**What to do**
Below is a block of records. Copy every line in it that contains the word "borrow".

**Data for review**
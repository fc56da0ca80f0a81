//! Shared pipeline logic behind the `run` command.
//!
//! Keeping this in one place keeps the workflow testable without a process:
//! load both series -> trends -> baseline -> splice -> (forecast) -> report
//!
//! The CLI then only handles presentation (printing, plotting, exports).

use tracing::info;

use crate::analysis::{
    SeriesSummary, annual_means, estimate_trend, interpret, last_historical_value, monthly_climatology, normalize,
    splice, summarize, year_over_year,
};
use crate::domain::{CombinedSeries, PipelineConfig, SamplingCadence, Series, SeriesInput, Source, SpliceParams};
use crate::error::{AppError, EngineError};
use crate::forecast::run_forecast;
use crate::io::ingest::{IngestedSeries, load_series};
use crate::io::report::{RunReport, SeriesReport};

/// All computed outputs of a single `watertrace run`.
#[derive(Debug, Clone)]
pub struct RunOutput {
    pub historical: IngestedSeries,
    pub recent: IngestedSeries,
    pub combined: CombinedSeries,
    pub report: RunReport,
}

/// Execute the full pipeline and return the computed outputs.
pub fn run_pipeline(config: &PipelineConfig) -> Result<RunOutput, AppError> {
    config.validate()?;

    // 1) Load.
    let historical = load(&config.historical, Source::Historical)?;
    let recent = load(&config.recent, Source::Recent)?;

    // 2) Independent trends.
    let historical_report = series_report(&historical, &config.historical.unit, config.cadence, config.stable_band)?;
    let recent_report = series_report(&recent, &config.recent.unit, config.cadence, config.stable_band)?;

    // 3) Baseline + anomalies.
    let (baseline, anomalies) = normalize(&recent.series, config.baseline_year)?;

    // 4) Splice.
    let offset = match config.offset {
        Some(offset) => offset,
        None => last_historical_value(&historical.series).ok_or(EngineError::InsufficientData {
            what: "splice offset",
            needed: 1,
            got: 0,
        })?,
    };
    let params = SpliceParams {
        unit_conversion_factor: config.unit_conversion_factor,
        offset,
    };
    let spliced = splice(&historical.series, &anomalies, &params, config.overlap_policy)?;

    // 5) Recent trend in historical units.
    let converted = Series::new(
        Source::Recent,
        spliced.combined.portion(Source::Recent).copied().collect(),
    )?;
    let recent_trend_converted = estimate_trend(&converted, config.cadence)?;

    // 6) Optional forecast.
    let forecast = if config.forecast_horizon > 0 {
        Some(run_forecast(
            spliced.combined.points(),
            config.cadence,
            config.forecast_horizon,
        )?)
    } else {
        None
    };

    let report = RunReport {
        tool: "watertrace".to_string(),
        cadence: config.cadence,
        historical: historical_report,
        recent: recent_report,
        baseline,
        splice: spliced.params,
        caveats: spliced.caveats,
        recent_trend_converted,
        annual_means: annual_means(spliced.combined.points()),
        combined: spliced.combined.points().to_vec(),
        forecast,
    };

    info!(
        combined = spliced.combined.len(),
        caveats = report.caveats.len(),
        "pipeline complete"
    );

    Ok(RunOutput {
        historical,
        recent,
        combined: spliced.combined,
        report,
    })
}

/// Write the configured JSON/CSV artifacts for `output`.
pub fn write_outputs(config: &PipelineConfig, output: &RunOutput) -> Result<(), AppError> {
    if let Some(path) = &config.export_json {
        crate::io::report::write_report_json(path, &output.report)?;
        info!(path = %path.display(), "wrote run report");
    }
    if let Some(path) = &config.export_csv {
        crate::io::export::write_combined_csv(path, &output.combined)?;
        info!(path = %path.display(), "wrote combined series");
    }
    Ok(())
}

/// Load one input file.
pub fn load(input: &SeriesInput, source: Source) -> Result<IngestedSeries, AppError> {
    Ok(load_series(&input.path, &input.columns, source)?)
}

/// Load stats, summary, trend, year-over-year changes and seasonal cycle of one series.
pub fn series_report(
    ingested: &IngestedSeries,
    unit: &str,
    cadence: SamplingCadence,
    stable_band: f64,
) -> Result<SeriesReport, EngineError> {
    let (summary, trend) = summary_and_trend(&ingested.series, cadence)?;
    Ok(SeriesReport {
        unit: unit.to_string(),
        rows_read: ingested.rows_read,
        rows_dropped: ingested.rows_dropped(),
        duplicate_dates: ingested.duplicate_dates,
        summary,
        interpretation: interpret(&trend, stable_band),
        trend,
        year_over_year: year_over_year(&annual_means(ingested.series.points())),
        seasonal: monthly_climatology(&ingested.series),
    })
}

/// Summary statistics and trend of one series.
pub fn summary_and_trend(
    series: &Series,
    cadence: SamplingCadence,
) -> Result<(SeriesSummary, crate::domain::TrendResult), EngineError> {
    let summary = summarize(series).ok_or(EngineError::InsufficientData {
        what: "series summary",
        needed: 1,
        got: 0,
    })?;
    let trend = estimate_trend(series, cadence)?;
    Ok((summary, trend))
}

#[cfg(test)]
mod tests {
    use std::path::Path;

    use super::*;
    use crate::domain::config::tests::sample_config;
    use crate::domain::{OverlapPolicy, PointKind, SpliceCaveat};

    fn write(path: &Path, rows: &[(&str, f64)]) {
        let mut text = String::from("date,groundwater_cm\n");
        for (date, value) in rows {
            text.push_str(&format!("{date},{value}\n"));
        }
        std::fs::write(path, text).unwrap();
    }

    fn monthly_rows(start_year: i32, months: usize, f: impl Fn(usize) -> f64) -> Vec<(String, f64)> {
        (0..months)
            .map(|i| {
                let year = start_year + (i / 12) as i32;
                let month = i % 12 + 1;
                (format!("{year}-{month:02}-01"), f(i))
            })
            .collect()
    }

    fn config_in(dir: &Path) -> PipelineConfig {
        let mut config = sample_config();
        config.historical.path = dir.join("grace.csv");
        config.recent.path = dir.join("gldas.csv");
        config
    }

    #[test]
    fn grace_gldas_scenario_end_to_end() {
        let dir = tempfile::tempdir().unwrap();
        let config = config_in(dir.path());
        write(
            &config.historical.path,
            &[("2015-01-01", -5.0), ("2016-01-01", -6.0), ("2017-01-01", -8.73)],
        );
        write(
            &config.recent.path,
            &[("2018-01-01", 200.0), ("2018-06-01", 210.0), ("2019-01-01", 190.0)],
        );

        let out = run_pipeline(&config).unwrap();
        assert_eq!(out.report.baseline.reference_value, 205.0);
        assert_eq!(out.report.splice.offset, -8.73);
        assert!(out.report.caveats.is_empty());

        let points = out.combined.points();
        assert_eq!(points.len(), 6);
        for p in &points[..3] {
            assert_eq!((p.source, p.kind), (Source::Historical, PointKind::Measured));
        }
        let spliced: Vec<f64> = points[3..].iter().map(|p| p.value).collect();
        for (got, want) in spliced.iter().zip([-9.23, -8.23, -10.23]) {
            assert!((got - want).abs() < 1e-9, "{got} vs {want}");
        }
        for p in &points[3..] {
            assert_eq!((p.source, p.kind), (Source::Recent, PointKind::Estimated));
        }
        assert_eq!(out.report.recent_trend_converted.n_points, 3);

        let yoy = &out.report.historical.year_over_year;
        assert_eq!(yoy.iter().map(|y| y.year).collect::<Vec<_>>(), vec![2016, 2017]);
        assert!((yoy[0].value + 1.0).abs() < 1e-9);
        assert!((yoy[1].value + 2.73).abs() < 1e-9);

        let seasonal = &out.report.recent.seasonal;
        assert_eq!(seasonal.iter().map(|m| (m.month, m.n_points)).collect::<Vec<_>>(), vec![(1, 2), (6, 1)]);
        assert_eq!(seasonal[0].mean, 195.0);
        assert_eq!(seasonal[1].mean, 210.0);
        assert!(out.report.forecast.is_none());
    }

    #[test]
    fn repeated_runs_write_identical_bytes() {
        let dir = tempfile::tempdir().unwrap();
        let mut config = config_in(dir.path());
        config.forecast_horizon = 3;

        let hist = monthly_rows(2015, 24, |i| -0.08 * i as f64 + ((i % 12) as f64 * 0.5).sin());
        let recent = monthly_rows(2018, 24, |i| 205.0 - 0.3 * i as f64 + ((i % 12) as f64 * 0.5).cos());
        fn borrow(rows: &[(String, f64)]) -> Vec<(&str, f64)> {
            rows.iter().map(|(d, v)| (d.as_str(), *v)).collect()
        }
        write(&config.historical.path, &borrow(&hist));
        write(&config.recent.path, &borrow(&recent));

        let mut artifacts = Vec::new();
        for run in 0..2 {
            config.export_json = Some(dir.path().join(format!("run{run}.json")));
            config.export_csv = Some(dir.path().join(format!("run{run}.csv")));
            let out = run_pipeline(&config).unwrap();
            assert_eq!(out.report.forecast.as_ref().unwrap().points.len(), 3);
            write_outputs(&config, &out).unwrap();
            artifacts.push((
                std::fs::read(config.export_json.as_ref().unwrap()).unwrap(),
                std::fs::read(config.export_csv.as_ref().unwrap()).unwrap(),
            ));
        }
        assert_eq!(artifacts[0], artifacts[1]);

        let csv = String::from_utf8(artifacts[0].1.clone()).unwrap();
        assert!(csv.starts_with("date,value,source,kind\n"));
        assert_eq!(csv.lines().count(), 1 + 48);
    }

    #[test]
    fn overlap_policy_is_honoured() {
        let dir = tempfile::tempdir().unwrap();
        let mut config = config_in(dir.path());
        write(
            &config.historical.path,
            &[("2017-01-01", -5.0), ("2018-03-01", -6.0)],
        );
        write(
            &config.recent.path,
            &[("2018-01-01", 200.0), ("2018-06-01", 210.0)],
        );

        let out = run_pipeline(&config).unwrap();
        assert!(matches!(
            out.report.caveats.as_slice(),
            [SpliceCaveat::ConversionAssumptionViolation { .. }]
        ));

        config.overlap_policy = OverlapPolicy::Reject;
        let err = run_pipeline(&config).unwrap_err();
        assert_eq!(err.exit_code(), 2);
    }

    #[test]
    fn single_row_loads_but_has_no_trend() {
        let dir = tempfile::tempdir().unwrap();
        let config = config_in(dir.path());
        write(&config.historical.path, &[("2017-01-01", -8.73)]);
        write(
            &config.recent.path,
            &[("2018-01-01", 200.0), ("2018-06-01", 210.0)],
        );

        let loaded = load(&config.historical, Source::Historical).unwrap();
        assert_eq!(loaded.series.len(), 1);

        let err = summary_and_trend(&loaded.series, config.cadence).unwrap_err();
        assert!(matches!(err, EngineError::InsufficientData { needed: 2, got: 1, .. }));
        assert_eq!(run_pipeline(&config).unwrap_err().exit_code(), 3);
    }

    #[test]
    fn missing_baseline_year_is_insufficient_data() {
        let dir = tempfile::tempdir().unwrap();
        let mut config = config_in(dir.path());
        config.baseline_year = 2020;
        write(
            &config.historical.path,
            &[("2016-01-01", -6.0), ("2017-01-01", -8.73)],
        );
        write(
            &config.recent.path,
            &[("2018-01-01", 200.0), ("2018-06-01", 210.0)],
        );
        let err = run_pipeline(&config).unwrap_err();
        assert_eq!(err.exit_code(), 3);
        assert!(err.to_string().contains("2020"));
    }

    #[test]
    fn missing_file_is_input_error() {
        let dir = tempfile::tempdir().unwrap();
        let config = config_in(dir.path());
        assert_eq!(run_pipeline(&config).unwrap_err().exit_code(), 2);
    }
}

**Solved exercise**
        fn borrow(rows: &[(String, f64)]) -> Vec<(&str, f64)> {
        write(&config.historical.path, &borrow(&hist));
        write(&config.recent.path, &borrow(&recent));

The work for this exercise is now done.